→ **Your assignment**: Your response should be a copy of each line in the listing below that includes the word "then".

+ + + +

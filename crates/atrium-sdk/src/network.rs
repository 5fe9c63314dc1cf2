//! Network view composition
//!
//! Combines repository results into the three presentation sets of the
//! network screen: discover, my connections, and incoming requests.
//! Composition only: no sorting, no pagination, and every mutation is
//! followed by a full refetch of all three sets rather than incremental
//! patching of the previous snapshot.

use crate::connections::ConnectionRepository;
use crate::error::Result;
use crate::gateway::RowGateway;
use crate::identity::IdentityRepository;
use crate::model::{ConnectionWithParties, Identity};
use std::collections::HashSet;
use std::sync::Arc;

/// How a directory entry relates to the signed-in identity
#[derive(Debug, Clone, Copy, PartialEq, Eq)]
pub enum DiscoverState {
    /// An accepted edge exists
    Connected,
    /// This identity has an incoming pending request from the entry
    Pending,
    /// No edge; a request can be sent
    Connectable,
}

/// One entry of the discover set
#[derive(Debug, Clone)]
pub struct DiscoverEntry {
    pub identity: Identity,
    pub state: DiscoverState,
}

impl DiscoverEntry {
    /// Case-insensitive substring match on name, title, or company
    fn matches(&self, needle: &str) -> bool {
        let needle = needle.to_lowercase();
        let fields = [
            Some(self.identity.full_name.as_str()),
            self.identity.title.as_deref(),
            self.identity.company.as_deref(),
        ];
        fields
            .into_iter()
            .flatten()
            .any(|field| field.to_lowercase().contains(&needle))
    }
}

/// A consistent snapshot of the three presentation sets
#[derive(Debug, Clone)]
pub struct NetworkDirectory {
    /// Everyone except self, annotated by edge membership
    pub discover: Vec<DiscoverEntry>,
    /// Accepted edges; render the non-self party
    pub connections: Vec<ConnectionWithParties>,
    /// Incoming pending requests with accept/decline actions
    pub requests: Vec<ConnectionWithParties>,
    /// Target ids of outgoing pending requests, tracked separately
    pub outgoing: HashSet<String>,
    self_id: String,
}

impl NetworkDirectory {
    /// Discover entries matching a search term; an empty term matches all
    pub fn search(&self, term: &str) -> Vec<&DiscoverEntry> {
        if term.is_empty() {
            return self.discover.iter().collect();
        }
        self.discover.iter().filter(|e| e.matches(term)).collect()
    }

    /// The non-self party of each accepted connection
    pub fn connected_peers(&self) -> Vec<&Identity> {
        self.connections
            .iter()
            .filter_map(|c| c.peer(&self.self_id))
            .collect()
    }
}

/// Loads and mutates the network screen's data
pub struct NetworkView {
    connections: ConnectionRepository,
    identities: IdentityRepository,
}

impl NetworkView {
    pub fn new(rows: Arc<dyn RowGateway>, self_id: impl Into<String>) -> Self {
        Self {
            connections: ConnectionRepository::new(rows.clone(), self_id),
            identities: IdentityRepository::new(rows),
        }
    }

    /// The underlying connection repository
    pub fn connections(&self) -> &ConnectionRepository {
        &self.connections
    }

    /// Fetch all three sets and compose a fresh directory
    pub async fn refresh(&self) -> Result<NetworkDirectory> {
        let self_id = self.connections.self_id().to_string();
        let everyone = self.identities.directory(&self_id, None).await?;
        let connections = self.connections.list_connections().await?;
        let requests = self.connections.list_pending_requests().await?;
        let outgoing = self.connections.pending_outgoing_ids().await?;

        let connected_ids: HashSet<String> = connections
            .iter()
            .filter_map(|c| c.connection.peer_id(&self_id))
            .map(str::to_string)
            .collect();
        let pending_requester_ids: HashSet<String> = requests
            .iter()
            .map(|r| r.connection.requester_id.clone())
            .collect();

        let discover = everyone
            .into_iter()
            .map(|identity| {
                let state = if connected_ids.contains(&identity.id) {
                    DiscoverState::Connected
                } else if pending_requester_ids.contains(&identity.id) {
                    DiscoverState::Pending
                } else {
                    DiscoverState::Connectable
                };
                DiscoverEntry { identity, state }
            })
            .collect();

        Ok(NetworkDirectory {
            discover,
            connections,
            requests,
            outgoing,
            self_id,
        })
    }

    /// Send a request, then refetch the directory
    pub async fn send_request(&self, target_id: &str) -> Result<NetworkDirectory> {
        self.connections.send_request(target_id).await?;
        self.refresh().await
    }

    /// Accept an incoming request, then refetch the directory
    pub async fn accept(&self, connection_id: &str) -> Result<NetworkDirectory> {
        self.connections.accept(connection_id).await?;
        self.refresh().await
    }

    /// Decline an incoming request, then refetch the directory
    pub async fn reject(&self, connection_id: &str) -> Result<NetworkDirectory> {
        self.connections.reject(connection_id).await?;
        self.refresh().await
    }

    /// Follow an identity directly, then refetch the directory
    pub async fn follow(&self, target_id: &str) -> Result<NetworkDirectory> {
        self.connections.follow(target_id).await?;
        self.refresh().await
    }
}
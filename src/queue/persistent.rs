use std::path::{Path, PathBuf};
use std::sync::{Condvar, Mutex};
use std::time::{Duration, Instant};

use tracing::debug;

use super::{PushOutcome, UniqueQueue};
use crate::error::{MergeError, Result};
use crate::fs::{locked_read, locked_update};

/// File name of the queue inside its directory.
const QUEUE_FILE: &str = "pull-checks.json";

/// Re-read interval while waiting, to pick up pushes from other processes.
const POLL_INTERVAL: Duration = Duration::from_millis(200);

/// Queue stored as a JSON id list under an advisory lock.
///
/// Entries survive restarts and are redelivered to the next process that
/// opens the same directory. Pushes from this process wake local waiters
/// immediately; pushes from other processes are seen within one poll.
pub struct PersistentQueue {
    path: PathBuf,
    capacity: usize,
    closed: Mutex<bool>,
    ready: Condvar,
}

fn decode(content: &str) -> Result<Vec<i64>> {
    if content.trim().is_empty() {
        return Ok(Vec::new());
    }
    Ok(serde_json::from_str(content)?)
}

fn encode(ids: &[i64]) -> Result<Option<String>> {
    Ok(Some(serde_json::to_string(ids)?))
}

impl PersistentQueue {
    pub fn open(dir: &Path, capacity: usize) -> Result<Self> {
        std::fs::create_dir_all(dir)?;
        let queue = Self {
            path: dir.join(QUEUE_FILE),
            capacity,
            closed: Mutex::new(false),
            ready: Condvar::new(),
        };
        debug!(path = %queue.path.display(), pending = queue.len()?, "opened persistent queue");
        Ok(queue)
    }

    pub fn path(&self) -> &Path {
        &self.path
    }

    fn try_pop(&self) -> Result<Option<i64>> {
        locked_update(&self.path, |content| {
            let mut ids = decode(content)?;
            if ids.is_empty() {
                return Ok((None, None));
            }
            let id = ids.remove(0);
            Ok((encode(&ids)?, Some(id)))
        })
    }
}

impl UniqueQueue for PersistentQueue {
    fn push(&self, id: i64) -> Result<PushOutcome> {
        if self.is_closed() {
            return Err(MergeError::QueueClosed);
        }
        let capacity = self.capacity;
        let outcome = locked_update(&self.path, |content| {
            let mut ids = decode(content)?;
            if ids.contains(&id) {
                return Ok((None, PushOutcome::AlreadyQueued));
            }
            if ids.len() >= capacity {
                return Err(MergeError::QueueFull { capacity });
            }
            ids.push(id);
            Ok((encode(&ids)?, PushOutcome::Queued))
        })?;
        if outcome == PushOutcome::Queued {
            self.ready.notify_one();
        }
        Ok(outcome)
    }

    fn has(&self, id: i64) -> Result<bool> {
        Ok(decode(&locked_read(&self.path)?)?.contains(&id))
    }

    fn pop(&self, wait: Duration) -> Result<Option<i64>> {
        let deadline = Instant::now() + wait;
        loop {
            if self.is_closed() {
                return Err(MergeError::QueueClosed);
            }
            if let Some(id) = self.try_pop()? {
                return Ok(Some(id));
            }
            let now = Instant::now();
            if now >= deadline {
                return Ok(None);
            }
            let closed = self
                .closed
                .lock()
                .map_err(|_| MergeError::Store("queue lock poisoned".to_string()))?;
            if *closed {
                return Err(MergeError::QueueClosed);
            }
            let _ = self
                .ready
                .wait_timeout(closed, (deadline - now).min(POLL_INTERVAL))
                .map_err(|_| MergeError::Store("queue lock poisoned".to_string()))?;
        }
    }

    fn len(&self) -> Result<usize> {
        Ok(decode(&locked_read(&self.path)?)?.len())
    }

    fn close(&self) {
        if let Ok(mut closed) = self.closed.lock() {
            *closed = true;
        }
        self.ready.notify_all();
    }

    fn is_closed(&self) -> bool {
        self.closed.lock().map(|c| *c).unwrap_or(true)
    }
}
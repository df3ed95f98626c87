//! Merge, update and retarget commands

use std::path::Path;

use anyhow::{Context, Result};
use colored::Colorize;

use super::Runtime;
use crate::error::MergeError;
use crate::pull::MergeRequest;

/// Print the conflict hint for errors that carry a file list.
fn explain(err: &MergeError) {
    let files = err.conflicted_files();
    if files.is_empty() {
        return;
    }
    eprintln!("{} Conflicting files:", "✗".red().bold());
    for file in files {
        eprintln!("    {file}");
    }
}

pub fn execute(config_path: Option<&Path>, req: &MergeRequest) -> Result<()> {
    let runtime = Runtime::build(config_path)?;
    println!(
        "{} Merging #{} ({})...",
        "→".cyan().bold(),
        req.pr_id,
        req.style
    );
    match runtime.service.merge(req) {
        Ok(commit) => {
            println!("{} Merged as {}", "✓".green().bold(), commit.dimmed());
            Ok(())
        }
        Err(e) => {
            explain(&e);
            Err(e).with_context(|| format!("Failed to merge pull request {}", req.pr_id))
        }
    }
}

pub fn update(
    config_path: Option<&Path>,
    pr_id: i64,
    doer_id: i64,
    message: Option<String>,
    rebase: bool,
) -> Result<()> {
    let runtime = Runtime::build(config_path)?;
    match runtime.service.update(pr_id, doer_id, message, rebase) {
        Ok(true) => {
            println!("{} Head branch of #{} updated", "✓".green().bold(), pr_id);
            runtime.service.drain_queue()?;
            Ok(())
        }
        Ok(false) => {
            println!("{} #{} is already up to date", "─".dimmed(), pr_id);
            Ok(())
        }
        Err(e) => {
            explain(&e);
            Err(e).with_context(|| format!("Failed to update pull request {pr_id}"))
        }
    }
}

pub fn retarget(config_path: Option<&Path>, pr_id: i64, doer_id: i64, branch: &str) -> Result<()> {
    let runtime = Runtime::build(config_path)?;
    runtime
        .service
        .change_target_branch(pr_id, doer_id, branch)
        .with_context(|| format!("Failed to retarget pull request {pr_id}"))?;
    println!("{} #{} now targets {}", "✓".green().bold(), pr_id, branch.bold());
    Ok(())
}
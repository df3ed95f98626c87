//! Environment blocks for commits and pushes made by the service

use crate::models::User;

/// Marker telling server-side hooks that a push came from the merge service.
pub const ENV_INTERNAL_PUSH: &str = "MERGEQ_INTERNAL_PUSH";
pub const ENV_PR_ID: &str = "MERGEQ_PR_ID";
pub const ENV_PUSHER_ID: &str = "MERGEQ_PUSHER_ID";
pub const ENV_PUSHER_NAME: &str = "MERGEQ_PUSHER_NAME";
pub const ENV_REPO_NAME: &str = "MERGEQ_REPO_NAME";

/// Author and committer identity for commits created on a user's behalf.
pub fn identity_env(author: &User, committer: &User) -> Vec<(String, String)> {
    vec![
        ("GIT_AUTHOR_NAME".to_string(), author.name.clone()),
        ("GIT_AUTHOR_EMAIL".to_string(), author.email.clone()),
        ("GIT_COMMITTER_NAME".to_string(), committer.name.clone()),
        ("GIT_COMMITTER_EMAIL".to_string(), committer.email.clone()),
    ]
}

/// Environment for pushing a merge result back to a repository.
///
/// Carries the committer identity plus the internal markers hooks use to
/// recognise the push and attribute it to the pull request.
pub fn internal_push_env(doer: &User, pr_id: i64, repo_full_name: &str) -> Vec<(String, String)> {
    let mut env = identity_env(doer, doer);
    env.extend([
        (ENV_INTERNAL_PUSH.to_string(), "true".to_string()),
        (ENV_PR_ID.to_string(), pr_id.to_string()),
        (ENV_PUSHER_ID.to_string(), doer.id.to_string()),
        (ENV_PUSHER_NAME.to_string(), doer.name.clone()),
        (ENV_REPO_NAME.to_string(), repo_full_name.to_string()),
        ("GIT_TERMINAL_PROMPT".to_string(), "0".to_string()),
    ]);
    env
}

/// Signing flag for commit-producing commands.
#[derive(Debug, Clone, PartialEq, Eq)]
pub enum CommitSigning {
    Key(String),
    Unsigned,
}

impl CommitSigning {
    pub fn arg(&self) -> String {
        match self {
            CommitSigning::Key(key) => format!("-S{key}"),
            CommitSigning::Unsigned => "--no-gpg-sign".to_string(),
        }
    }
}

+ + + +

→ **Answer to this task**:
    /// Send a request, then refetch the directory
    /// Accept an incoming request, then refetch the directory
    /// Decline an incoming request, then refetch the directory
    /// Follow an identity directly, then refetch the directory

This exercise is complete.